# Programming a new key fob witha preexistent key?



## jaye3rd89 (Oct 18, 2013)

Hello,


I have a 2012 Chevy Cruze with standard 4 button Key fob. Awhile ago the joint section that held the key into the key fob broke off across the edge. So now.... I just have a loose key and a fob. And since the end piece broke off all the way.... they're no longer connected. (Very dangerous to drive like that but I made it work haha)


I just recently purchased a new key fob on ebay and it looks exactly like my current key including a uncut key (which I found instruction how to take it out)


My concern....is trying to programming the new fob.


Unfortunately, I only have 1 key and any instructions I see how to program the new one seem to indicate i need two for it work.

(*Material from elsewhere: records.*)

//! Tool domain entities

use serde::{Deserialize, Serialize};
use std::collections::BTreeMap;

/// Argument map of a tool call.
///
/// Ordered so that plans, trace entries and serialized output are stable
/// for identical inputs.
pub type ToolArguments = BTreeMap<String, serde_json::Value>;

/// Semantic type of a tool parameter
#[derive(Debug, Clone, Copy, PartialEq, Eq, Hash, Serialize, Deserialize, Default)]
#[serde(rename_all = "lowercase")]
pub enum ParamType {
    #[default]
    String,
    Integer,
    Number,
    Boolean,
    Array,
    Object,
}

impl ParamType {
    pub fn as_str(&self) -> &str {
        match self {
            ParamType::String => "string",
            ParamType::Integer => "integer",
            ParamType::Number => "number",
            ParamType::Boolean => "boolean",
            ParamType::Array => "array",
            ParamType::Object => "object",
        }
    }

    /// Coerce a JSON value to this type.
    ///
    /// Returns `None` when the value cannot represent this type. Strings that
    /// spell a number or boolean are accepted for the numeric and boolean
    /// types, and scalars are rendered to text for `string`.
    pub fn coerce(&self, value: &serde_json::Value) -> Option<serde_json::Value> {
        use serde_json::Value;

        match (self, value) {
            (ParamType::String, Value::String(_)) => Some(value.clone()),
            (ParamType::String, Value::Number(n)) => Some(Value::String(n.to_string())),
            (ParamType::String, Value::Bool(b)) => Some(Value::String(b.to_string())),

            (ParamType::Integer, Value::Number(n)) => {
                if n.is_i64() || n.is_u64() {
                    Some(value.clone())
                } else {
                    // 3.0 is an acceptable integer, 3.5 is not
                    n.as_f64()
                        .filter(|f| f.fract() == 0.0 && f.is_finite())
                        .map(|f| Value::from(f as i64))
                }
            }
            (ParamType::Integer, Value::String(s)) => s.trim().parse::<i64>().ok().map(Value::from),

            (ParamType::Number, Value::Number(_)) => Some(value.clone()),
            (ParamType::Number, Value::String(s)) => s
                .trim()
                .parse::<f64>()
                .ok()
                .filter(|f| f.is_finite())
                .map(Value::from),

            (ParamType::Boolean, Value::Bool(_)) => Some(value.clone()),
            (ParamType::Boolean, Value::String(s)) => match s.trim().to_lowercase().as_str() {
                "true" => Some(Value::Bool(true)),
                "false" => Some(Value::Bool(false)),
                _ => None,
            },

            (ParamType::Array, Value::Array(_)) => Some(value.clone()),
            (ParamType::Object, Value::Object(_)) => Some(value.clone()),
            _ => None,
        }
    }
}

impl std::fmt::Display for ParamType {
    fn fmt(&self, f: &mut std::fmt::Formatter<'_>) -> std::fmt::Result {
        write!(f, "{}", self.as_str())
    }
}

/// Parameter specification for a tool
#[derive(Debug, Clone, PartialEq, Serialize, Deserialize)]
pub struct ToolParameter {
    /// Parameter name
    pub name: String,
    /// Parameter description
    pub description: String,
    /// Whether this parameter is required
    pub required: bool,
    /// Semantic type of the parameter
    pub param_type: ParamType,
    /// Allowed values (string parameters only)
    #[serde(default, skip_serializing_if = "Vec::is_empty")]
    pub enum_values: Vec<String>,
    /// Inclusive lower bound for numeric parameters
    #[serde(default, skip_serializing_if = "Option::is_none")]
    pub minimum: Option<f64>,
    /// Inclusive upper bound for numeric parameters
    #[serde(default, skip_serializing_if = "Option::is_none")]
    pub maximum: Option<f64>,
    /// Value the tool assumes when the argument is omitted
    #[serde(default, skip_serializing_if = "Option::is_none")]
    pub default: Option<serde_json::Value>,
}

impl ToolParameter {
    pub fn new(name: impl Into<String>, description: impl Into<String>, required: bool) -> Self {
        Self {
            name: name.into(),
            description: description.into(),
            required,
            param_type: ParamType::String,
            enum_values: Vec::new(),
            minimum: None,
            maximum: None,
            default: None,
        }
    }

    pub fn with_type(mut self, param_type: ParamType) -> Self {
        self.param_type = param_type;
        self
    }

    pub fn with_enum<I, S>(mut self, values: I) -> Self
    where
        I: IntoIterator<Item = S>,
        S: Into<String>,
    {
        self.enum_values = values.into_iter().map(Into::into).collect();
        self
    }

    pub fn with_range(mut self, minimum: Option<f64>, maximum: Option<f64>) -> Self {
        self.minimum = minimum;
        self.maximum = maximum;
        self
    }

    pub fn with_default(mut self, value: impl Into<serde_json::Value>) -> Self {
        self.default = Some(value.into());
        self
    }
}

/// Schema of a tool: its unique name, purpose, inputs and outputs.
///
/// Immutable once registered in the [`ToolRegistry`](super::registry::ToolRegistry).
#[derive(Debug, Clone, PartialEq, Serialize, Deserialize)]
pub struct ToolDescriptor {
    /// Unique name of the tool (e.g., "calculator_tool")
    pub name: String,
    /// Human-readable description
    pub description: String,
    /// Input parameters
    pub input_schema: Vec<ToolParameter>,
    /// Fields present in a successful payload
    #[serde(default)]
    pub output_schema: Vec<ToolParameter>,
}

impl ToolDescriptor {
    pub fn new(name: impl Into<String>, description: impl Into<String>) -> Self {
        Self {
            name: name.into(),
            description: description.into(),
            input_schema: Vec::new(),
            output_schema: Vec::new(),
        }
    }

    pub fn with_parameter(mut self, param: ToolParameter) -> Self {
        self.input_schema.push(param);
        self
    }

    pub fn with_output(mut self, field: ToolParameter) -> Self {
        self.output_schema.push(field);
        self
    }

    pub fn parameter(&self, name: &str) -> Option<&ToolParameter> {
        self.input_schema.iter().find(|p| p.name == name)
    }

    pub fn required_parameters(&self) -> impl Iterator<Item = &ToolParameter> {
        self.input_schema.iter().filter(|p| p.required)
    }
}

/// A call to a tool with arguments
#[derive(Debug, Clone, PartialEq, Serialize, Deserialize)]
pub struct ToolCall {
    /// Name of the tool to call
    pub tool_name: String,
    /// Arguments passed to the tool
    #[serde(default)]
    pub arguments: ToolArguments,
    /// Optional reasoning for why this tool is being called
    #[serde(skip_serializing_if = "Option::is_none")]
    pub reasoning: Option<String>,
}

impl ToolCall {
    pub fn new(tool_name: impl Into<String>) -> Self {
        Self {
            tool_name: tool_name.into(),
            arguments: ToolArguments::new(),
            reasoning: None,
        }
    }

    pub fn with_arg(mut self, key: impl Into<String>, value: impl Into<serde_json::Value>) -> Self {
        self.arguments.insert(key.into(), value.into());
        self
    }

    pub fn with_arguments(mut self, arguments: ToolArguments) -> Self {
        self.arguments = arguments;
        self
    }

    pub fn with_reasoning(mut self, reasoning: impl Into<String>) -> Self {
        self.reasoning = Some(reasoning.into());
        self
    }

    /// Get a string argument
    pub fn get_string(&self, key: &str) -> Option<&str> {
        self.arguments.get(key).and_then(|v| v.as_str())
    }

    /// Render arguments as compact JSON for trace entries and logs.
    pub fn arguments_json(&self) -> String {
        serde_json::to_string(&self.arguments).unwrap_or_else(|_| "{}".to_string())
    }
}

impl std::fmt::Display for ToolCall {
    fn fmt(&self, f: &mut std::fmt::Formatter<'_>) -> std::fmt::Result {
        write!(f, "{}({})", self.tool_name, self.arguments_json())
    }
}

#[cfg(test)]
mod tests {
    use super::*;
    use serde_json::json;

    #[test]
    fn test_tool_descriptor() {
        let tool = ToolDescriptor::new("weather_tool", "Current weather")
            .with_parameter(ToolParameter::new("location", "City name", true))
            .with_parameter(
                ToolParameter::new("units", "Temperature units", false)
                    .with_enum(["celsius", "fahrenheit"]),
            );

        assert_eq!(tool.name, "weather_tool");
        assert_eq!(tool.input_schema.len(), 2);
        assert_eq!(tool.required_parameters().count(), 1);
        assert_eq!(tool.parameter("units").unwrap().enum_values.len(), 2);
        assert!(tool.parameter("missing").is_none());
    }

    #[test]
    fn test_coerce_integer() {
        assert_eq!(ParamType::Integer.coerce(&json!(3)), Some(json!(3)));
        assert_eq!(ParamType::Integer.coerce(&json!("42")), Some(json!(42)));
        assert_eq!(ParamType::Integer.coerce(&json!(3.0)), Some(json!(3)));
        assert_eq!(ParamType::Integer.coerce(&json!(3.5)), None);
        assert_eq!(ParamType::Integer.coerce(&json!("abc")), None);
    }

    #[test]
    fn test_coerce_string_and_boolean() {
        assert_eq!(ParamType::String.coerce(&json!(2)), Some(json!("2")));
        assert_eq!(ParamType::String.coerce(&json!(null)), None);
        assert_eq!(ParamType::Boolean.coerce(&json!("TRUE")), Some(json!(true)));
        assert_eq!(ParamType::Boolean.coerce(&json!("yes")), None);
        assert_eq!(ParamType::Object.coerce(&json!({"a": 1})), Some(json!({"a": 1})));
        assert_eq!(ParamType::Array.coerce(&json!("x")), None);
    }

    #[test]
    fn test_tool_call_display_is_stable() {
        let a = ToolCall::new("calc").with_arg("b", 2).with_arg("a", 1);
        let b = ToolCall::new("calc").with_arg("a", 1).with_arg("b", 2);

        assert_eq!(a, b);
        assert_eq!(a.to_string(), r#"calc({"a":1,"b":2})"#);
        assert_eq!(a.get_string("a"), None);
    }

    #[test]
    fn test_param_type_serde_lowercase() {
        let json = serde_json::to_string(&ParamType::Integer).unwrap();
        assert_eq!(json, "\"integer\"");
    }
}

Is there a way program the new fob to work with the car while also using my old key?


Thank You for your time.


----------



## carbon02 (Feb 25, 2011)

Yes the key fob electronics can be programmed by the owner without dealership tools. I believe a post with a procedure is listed here. Or google Cruze key fob programming Cruzetalk or something like that. 

The part the broke on the old key is more than likely at pinned joint. If you find a small roll pin punch you can push the pin out of the old fob and get the straight cut key portion. Push the pin out of the new fob and remove the solid blank. Move the old cut portion over to the new electronic fob, program the fob and you should be good to go.


----------



## ChevyGuy (Dec 13, 2014)

jaye3rd89 said:


> Unfortunately, I only have 1 key and any instructions I see how to program the new one seem to indicate i need two for it work.


You need the old fob (that the car recognizes) and the new one you're trying to program. You still have the old fob, right?


----------



## jaye3rd89 (Oct 18, 2013)

ChevyGuy said:


> You need the old fob (that the car recognizes) and the new one you're trying to program. You still have the old fob, right?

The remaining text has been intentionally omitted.